The garden at the Seed Savers in Decorah, Iowa is filled with hundreds of open-pollinated varieties of vegetables. Different selections are grown out each year and the seeds cataloged and saved. The many ‘cages’ are to protect the different vegetables from cross-pollination by bees, thus contaminating the gene pool.
A harvest from the Seed Savers garden includes corn, pole snap beans, and old-fashioned green-shouldered tomatoes.
an encyclopedia of heirloom vegetables
The following entries describe how to grow and prepare heirloom vegetables, the majority of which have been in cultivation at least one hundred years. In the cooking sections, I have concentrated on Native American cooking methods and those used during Colonial times and the early nineteen century. See Appendices A and B (pages 90-101) for information on soil preparation, mulching, composting, and pests and diseases.

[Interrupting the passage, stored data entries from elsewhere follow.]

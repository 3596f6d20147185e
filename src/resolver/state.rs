//! Resolver state, options and the values handed to consumers.

use serde::Serialize;

use crate::catalog::{ThemeConfig, ThemeName};
use crate::config::{ThemeSettings, DEFAULT_PRIMARY_THEME, DEFAULT_STORAGE_KEY, DEFAULT_THEME_MODE};
use crate::mode::ThemeMode;

/// Coarse lifecycle phase derived from [`ThemeResolutionState`].
#[derive(Debug, Clone, Copy, PartialEq, Eq, Hash, Serialize)]
#[serde(rename_all = "lowercase")]
pub enum ResolverPhase {
    Loading,
    Ready,
    Error,
}

impl ResolverPhase {
    pub fn as_str(self) -> &'static str {
        match self {
            Self::Loading => "loading",
            Self::Ready => "ready",
            Self::Error => "error",
        }
    }
}

/// Mutable state owned by the resolver.
///
/// Mode is deliberately absent: it is re-derived from the mode source on
/// every read.
#[derive(Debug, Clone, PartialEq, Eq)]
pub struct ThemeResolutionState {
    pub current_theme: ThemeName,
    pub is_loading: bool,
    pub error: Option<String>,
}

impl ThemeResolutionState {
    pub(super) fn loading(default_theme: ThemeName) -> Self {
        Self {
            current_theme: default_theme,
            is_loading: true,
            error: None,
        }
    }

    pub fn phase(&self) -> ResolverPhase {
        if self.is_loading {
            ResolverPhase::Loading
        } else if self.error.is_some() {
            ResolverPhase::Error
        } else {
            ResolverPhase::Ready
        }
    }
}

/// Construction-time resolver behavior.
#[derive(Debug, Clone, PartialEq, Eq)]
pub struct ResolverOptions {
    pub default_theme: ThemeName,
    pub default_mode: ThemeMode,
    pub enable_system_preference: bool,
    pub enable_theme_switching: bool,
    pub persist_preference: bool,
    pub storage_key: String,
}

impl Default for ResolverOptions {
    fn default() -> Self {
        Self {
            default_theme: DEFAULT_PRIMARY_THEME,
            default_mode: DEFAULT_THEME_MODE,
            enable_system_preference: true,
            enable_theme_switching: true,
            persist_preference: true,
            storage_key: DEFAULT_STORAGE_KEY.to_string(),
        }
    }
}

impl From<&ThemeSettings> for ResolverOptions {
    fn from(settings: &ThemeSettings) -> Self {
        Self {
            default_theme: settings.primary,
            default_mode: settings.default_mode,
            enable_system_preference: settings.enable_system_preference,
            enable_theme_switching: settings.enable_theme_switching,
            persist_preference: settings.persist_preference,
            storage_key: settings.storage_key.clone(),
        }
    }
}

/// What the external rendering library receives.
#[derive(Debug, Clone, PartialEq, Eq, Serialize)]
#[serde(rename_all = "camelCase")]
pub struct RenderTarget {
    pub template_id: String,
    pub dark_mode: bool,
}

/// Read-only view of the public resolver API at one point in time.
#[derive(Debug, Clone, PartialEq, Eq)]
pub struct ResolverSnapshot {
    pub current_theme: ThemeName,
    pub current_mode: ThemeMode,
    pub theme_config: ThemeConfig,
    pub render_target: RenderTarget,
    pub is_loading: bool,
    pub error: Option<String>,
}

/// Template identifier understood by the rendering library: `"{name}-{mode}"`.
pub fn derive_template_id(name: ThemeName, mode: ThemeMode) -> String {
    format!("{}-{}", name.id(), mode.as_str())
}

#[cfg(test)]
mod tests {
    use super::*;

    #[test]
    fn template_id_joins_name_and_mode() {
        assert_eq!(
            derive_template_id(ThemeName::Enterprise, ThemeMode::Dark),
            "enterprise-dark"
        );
        assert_eq!(
            derive_template_id(ThemeName::Ecommerce, ThemeMode::Light),
            "ecommerce-light"
        );
    }

    #[test]
    fn template_ids_are_unique_across_the_catalog() {
        let mut ids = Vec::new();
        for &name in ThemeName::all() {
            for mode in [ThemeMode::Light, ThemeMode::Dark] {
                ids.push(derive_template_id(name, mode));
            }
        }
        let count = ids.len();
        ids.sort();
        ids.dedup();
        assert_eq!(ids.len(), count);
    }

    #[test]
    fn phase_prefers_loading_over_error() {
        let mut state = ThemeResolutionState::loading(ThemeName::Base);
        state.error = Some("boom".into());
        assert_eq!(state.phase(), ResolverPhase::Loading);
        state.is_loading = false;
        assert_eq!(state.phase(), ResolverPhase::Error);
        state.error = None;
        assert_eq!(state.phase(), ResolverPhase::Ready);
    }

    #[test]
    fn options_follow_theme_settings() {
        let settings = ThemeSettings {
            primary: ThemeName::Oslo,
            default_mode: ThemeMode::Dark,
            enable_system_preference: false,
            enable_theme_switching: false,
            persist_preference: false,
            storage_key: "custom".into(),
        };
        let options = ResolverOptions::from(&settings);
        assert_eq!(options.default_theme, ThemeName::Oslo);
        assert_eq!(options.default_mode, ThemeMode::Dark);
        assert!(!options.enable_system_preference);
        assert!(!options.enable_theme_switching);
        assert!(!options.persist_preference);
        assert_eq!(options.storage_key, "custom");
    }

    #[test]
    fn render_target_serializes_camel_case() {
        let target = RenderTarget {
            template_id: "oslo-dark".into(),
            dark_mode: true,
        };
        let json = serde_json::to_string(&target).expect("serialize");
        assert_eq!(json, r#"{"templateId":"oslo-dark","darkMode":true}"#);
    }
}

Whenever possible, the year that the variety was introduced to this country is given. Most of the varieties are either European or Native American heirlooms, as it was these cultures that had the most influence on early American gardening and cooking. For detailed information on the historical background of heirloom varieties, see William Woys Weaver’s magnificent book, Heirloom Vegetable Gardening. For more information on the varieties, including nursery sources, consult Sue Stickland’s Heirloom Vegetables.
When you buy or trade heirloom seeds be aware that over the years the same variety may have been spelled in a number or ways or may have been renamed altogether (often by seed companies who want it to look like they have a new variety).